Collected data
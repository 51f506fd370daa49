use axum::http::StatusCode;
use axum::response::{IntoResponse, Response};
use serde_json::json;

use crate::profile::ProfileError;

#[derive(Debug)]
pub enum AppError {
    Unauthorized(String),
    BadRequest(String),
    Conflict(String),
    BadGateway(String),
    Internal(String),
}

impl std::fmt::Display for AppError {
    fn fmt(&self, f: &mut std::fmt::Formatter<'_>) -> std::fmt::Result {
        match self {
            AppError::Unauthorized(msg) => write!(f, "Unauthorized: {msg}"),
            AppError::BadRequest(msg) => write!(f, "Bad Request: {msg}"),
            AppError::Conflict(msg) => write!(f, "Conflict: {msg}"),
            AppError::BadGateway(msg) => write!(f, "Bad Gateway: {msg}"),
            AppError::Internal(msg) => write!(f, "Internal Error: {msg}"),
        }
    }
}

impl IntoResponse for AppError {
    fn into_response(self) -> Response {
        let (status, message) = match &self {
            AppError::Unauthorized(msg) => (StatusCode::UNAUTHORIZED, msg.clone()),
            AppError::BadRequest(msg) => (StatusCode::BAD_REQUEST, msg.clone()),
            AppError::Conflict(msg) => (StatusCode::CONFLICT, msg.clone()),
            AppError::BadGateway(msg) => {
                tracing::error!("Upstream error: {msg}");
                (StatusCode::BAD_GATEWAY, msg.clone())
            }
            AppError::Internal(msg) => {
                tracing::error!("Internal error: {msg}");
                (
                    StatusCode::INTERNAL_SERVER_ERROR,
                    "Internal server error".to_string(),
                )
            }
        };

        let body = json!({ "error": message });
        (status, axum::Json(body)).into_response()
    }
}

impl From<ProfileError> for AppError {
    fn from(err: ProfileError) -> Self {
        match err {
            ProfileError::Validation(e) => AppError::BadRequest(e.to_string()),
            ProfileError::Auth(e) => AppError::Unauthorized(e.to_string()),
            ProfileError::InProgress(_) => AppError::Conflict(err.to_string()),
            ProfileError::Upload(_) => {
                tracing::warn!("{err}");
                AppError::BadGateway("Could not upload the photo. Please try again.".to_string())
            }
            ProfileError::Persistence(_) => {
                tracing::warn!("{err}");
                AppError::BadGateway("Could not save your changes. Please try again.".to_string())
            }
            ProfileError::Cache(msg) => AppError::Internal(msg),
        }
    }
}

▸ Work to be completed
Wherever a line in the entries above holds "BadGateway", copy that line.

▸ Task response
    BadGateway(String),
            AppError::BadGateway(msg) => write!(f, "Bad Gateway: {msg}"),
            AppError::BadGateway(msg) => {
                AppError::BadGateway("Could not upload the photo. Please try again.".to_string())
                AppError::BadGateway("Could not save your changes. Please try again.".to_string())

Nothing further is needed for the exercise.